CFMutableDictionaryRef options = CFDictionaryCreateMutable(kCFAllocatorDefault, 2, &kCFTypeDictionaryKeyCallBacks, &kCFTypeDictionaryValueCallBacks);
{
{
CFMutableDictionaryRef tiffOptions = CFDictionaryCreateMutable(kCFAllocatorDefault, 1, &kCFTypeDictionaryKeyCallBacks, &kCFTypeDictionaryValueCallBacks);
int fourInt = 4;
CFNumberRef fourNumber = CFNumberCreate(kCFAllocatorDefault, kCFNumberIntType, &fourInt);
CFDictionarySetValue(tiffOptions, kCGImagePropertyTIFFCompression, fourNumber);
CFRelease(fourNumber);
CFDictionarySetValue(options, kCGImagePropertyTIFFDictionary, tiffOptions);
CFRelease(tiffOptions);
}
{
int oneInt = 1;
CFNumberRef oneNumber = CFNumberCreate(kCFAllocatorDefault, kCFNumberIntType, &oneInt);
CFDictionarySetValue(options, kCGImagePropertyDepth, oneNumber);
CFRelease(oneNumber);
}
}
// write file
CGImageDestinationRef idst = CGImageDestinationCreateWithURL(url, kUTTypeTIFF, 1, NULL);
CGImageDestinationAddImage(idst, grayscaleImage, options);
CGImageDestinationFinalize(idst);
// clean up
CFRelease(idst);
CFRelease(options);
CFRelease(grayscaleImage);
}
Nepheli:tmp ken$ tiffutil -info /tmp/output.tiff
Directory at 0x1200
Image Width: 842 Image Length: 562
Bits/Sample: 1
Sample Format: unsigned integer
Compression Scheme: CCITT Group 4 facsimile encoding
Photometric Interpretation: "min-is-black"
Orientation: row 0 top, col 0 lhs
Samples/Pixel: 1
Number of Strips: 1
Planar Configuration: Not planar
ImageMagick can convert from and to almost any image format. As it is open source you can go and read the source code to find the answer to your question.
You can even use the ImageMagick API in you app if you use C++.
Edit:
If you can get the data from CGImage in any format (and it sounded like you can) you can use ImageMagick to convert it from whatever the format is that you get from CGImage to any other format supported by ImageMagick (your desired TIFF format).
Edit:
Technical Q&A QA1509
Getting the pixel data from a CGImage object states:
On Mac OS X 10.5 or later, a new call has been added that allows you to obtain the actual pixel data from a CGImage object. This call, CGDataProviderCopyData, returns a CFData object that contains the pixel data from the image in question.

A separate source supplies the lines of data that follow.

//! # escpos-raster CLI
//!
//! Command-line interface for printing photos on ESC/POS thermal printers.
//!
//! ## Usage
//!
//! ```bash
//! # Print a photo on a 58 mm printer
//! escpos-raster print photo.jpg --dev /dev/ttyUSB0 --width 384
//!
//! # Write the byte stream to a file instead of printing
//! escpos-raster print photo.jpg --width 384 --dry-run job.bin --preview preview.png
//!
//! # Unstick a printer, or check the link
//! escpos-raster cancel /dev/ttyUSB0
//! escpos-raster hello /dev/ttyUSB0 --baud 19200
//!
//! # Print with options exported from a photo-booth host
//! escpos-raster job photo.jpg --options esc_pos.json --copies 2
//! ```
//!
//! Set `RUST_LOG=debug` for per-band progress.
//!
//! ## Exit Codes
//!
//! | Code | Meaning |
//! |------|---------|
//! | 0 | Success |
//! | 2 | Usage error |
//! | 3 | Image not found |
//! | 10 | Serial open or link error |
//! | 11 | Write timeout |
//! | 12 | Anything else |

use clap::{Parser, Subcommand};
use std::path::PathBuf;
use std::time::Duration;

use escpos_raster::{
    Diagnostics, LogDiagnostics, Maintenance, PrintError, PrintParameters, job,
    options::RawOptions, transport::serial::DEFAULT_BAUD,
};

/// escpos-raster - Photo printing for ESC/POS thermal printers
#[derive(Parser, Debug)]
#[command(name = "escpos-raster")]
#[command(author, version, about, long_about = None)]
struct Cli {
    #[command(subcommand)]
    command: Commands,
}

#[derive(Subcommand, Debug)]
enum Commands {
    /// Print an image
    Print {
        /// Image file to print
        image: PathBuf,

        /// Serial device (optional with --dry-run)
        #[arg(long, value_name = "DEV")]
        dev: Option<String>,

        /// Print width in dots
        #[arg(long, value_name = "PX")]
        width: u32,

        /// Serial speed
        #[arg(long, default_value_t = DEFAULT_BAUD)]
        baud: u32,

        /// Cancel and reset the printer before printing
        #[arg(long)]
        pre_cancel: bool,

        /// Write the ESC/POS stream to FILE instead of printing
        #[arg(long, value_name = "FILE")]
        dry_run: Option<PathBuf>,

        /// Save the 1-bit image to FILE
        #[arg(long, value_name = "FILE")]
        preview: Option<PathBuf>,

        /// Use a fixed threshold instead of dithering
        #[arg(long)]
        no_dither: bool,

        /// Threshold for --no-dither
        #[arg(long, default_value_t = 128)]
        threshold: u8,

        /// Contrast factor, 1.0 = unchanged
        #[arg(long, default_value_t = 1.3)]
        contrast: f32,

        /// Gamma, 1.0 = unchanged
        #[arg(long, default_value_t = 1.0)]
        gamma: f32,

        /// Swap black and white in the sent data
        #[arg(long)]
        invert: bool,

        /// Print at most N rows
        #[arg(long, value_name = "N")]
        limit_lines: Option<u32>,

        /// Keep landscape images landscape
        #[arg(long)]
        no_autorotate: bool,

        /// Largest single serial write in bytes
        #[arg(long, default_value_t = 4096, value_parser = clap::value_parser!(u32).range(1..))]
        chunk: u32,

        /// Pause after each band, in seconds
        #[arg(long, default_value_t = 0.02)]
        line_sleep: f64,
    },

    /// Cancel the current job and reset the printer
    Cancel {
        /// Serial device
        dev: String,

        #[arg(long, default_value_t = DEFAULT_BAUD)]
        baud: u32,
    },

    /// Print a test line
    Hello {
        /// Serial device
        dev: String,

        #[arg(long, default_value_t = DEFAULT_BAUD)]
        baud: u32,
    },

    /// Print using a JSON file of host options
    Job {
        /// Image file to print
        image: PathBuf,

        /// JSON options file
        #[arg(long, value_name = "FILE")]
        options: PathBuf,

        /// Number of copies
        #[arg(long, default_value_t = 1)]
        copies: u32,
    },
}

fn main() {
    env_logger::Builder::from_env(env_logger::Env::default().default_filter_or("info")).init();

    if let Err(e) = run() {
        eprintln!("Error: {}", e);
        std::process::exit(e.exit_code());
    }
}

fn run() -> Result<(), PrintError> {
    let cli = Cli::parse();
    let diag = LogDiagnostics;

    match cli.command {
        Commands::Print {
            image,
            dev,
            width,
            baud,
            pre_cancel,
            dry_run,
            preview,
            no_dither,
            threshold,
            contrast,
            gamma,
            invert,
            limit_lines,
            no_autorotate,
            chunk,
            line_sleep,
        } => {
            if dev.is_none() && dry_run.is_none() {
                return Err(PrintError::Usage(
                    "--dev <DEV> is required unless --dry-run is given".to_string(),
                ));
            }
            let line_sleep = Duration::try_from_secs_f64(line_sleep)
                .map_err(|e| PrintError::invalid("line_sleep", line_sleep, e.to_string()))?;

            let params = PrintParameters {
                image,
                device: dev,
                target_width: width,
                baud,
                autorotate: !no_autorotate,
                pre_cancel,
                invert,
                dither: !no_dither,
                threshold,
                contrast,
                gamma,
                chunk_size: chunk as usize,
                line_sleep,
                row_limit: limit_lines,
                preview,
                dry_run,
            };
            job::run(&params, &diag)
        }

        Commands::Cancel { dev, baud } => Maintenance::new(dev, baud).cancel(&diag),

        Commands::Hello { dev, baud } => Maintenance::new(dev, baud).hello(&diag),

        Commands::Job {
            image,
            options,
            copies,
        } => {
            if !image.exists() {
                diag.warn("No photo to print (missing file)");
                return Ok(());
            }

            let params = RawOptions::load(&options)?.resolve(image, &diag);
            diag.info(&format!("Image: {}", params.image.display()));
            diag.info(&format!(
                "Serial: {} | Width: {} px",
                params.device.as_deref().unwrap_or("-"),
                params.target_width
            ));

            for copy in 1..=copies {
                diag.info(&format!("Start copy {}/{}", copy, copies));
                job::run(&params, &diag)?;
                diag.info(&format!("Copy {}/{} finished", copy, copies));
            }
            Ok(())
        }
    }
}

Once you have the pixel data you can use ImageMagick to convert it.
NSBitmapImageRep claims to be able to generate a CCITT FAX Group 4 compressed TIFF. So something like this might do the trick (untested):
CFDataRef tiffFaxG4DataForCGImage(CGImageRef cgImage) {
NSBitmapImageRep *imageRep =
[[[NSBitmapImageRep alloc] initWithCGImage:cgImage] autorelease];
NSData *tiffData =
[imageRep TIFFRepresentationUsingCompression:NSTIFFCompressionCCITTFAX4
factor:0.0f];
return (CFDataRef) tiffData;
}
This function should return the data you seek.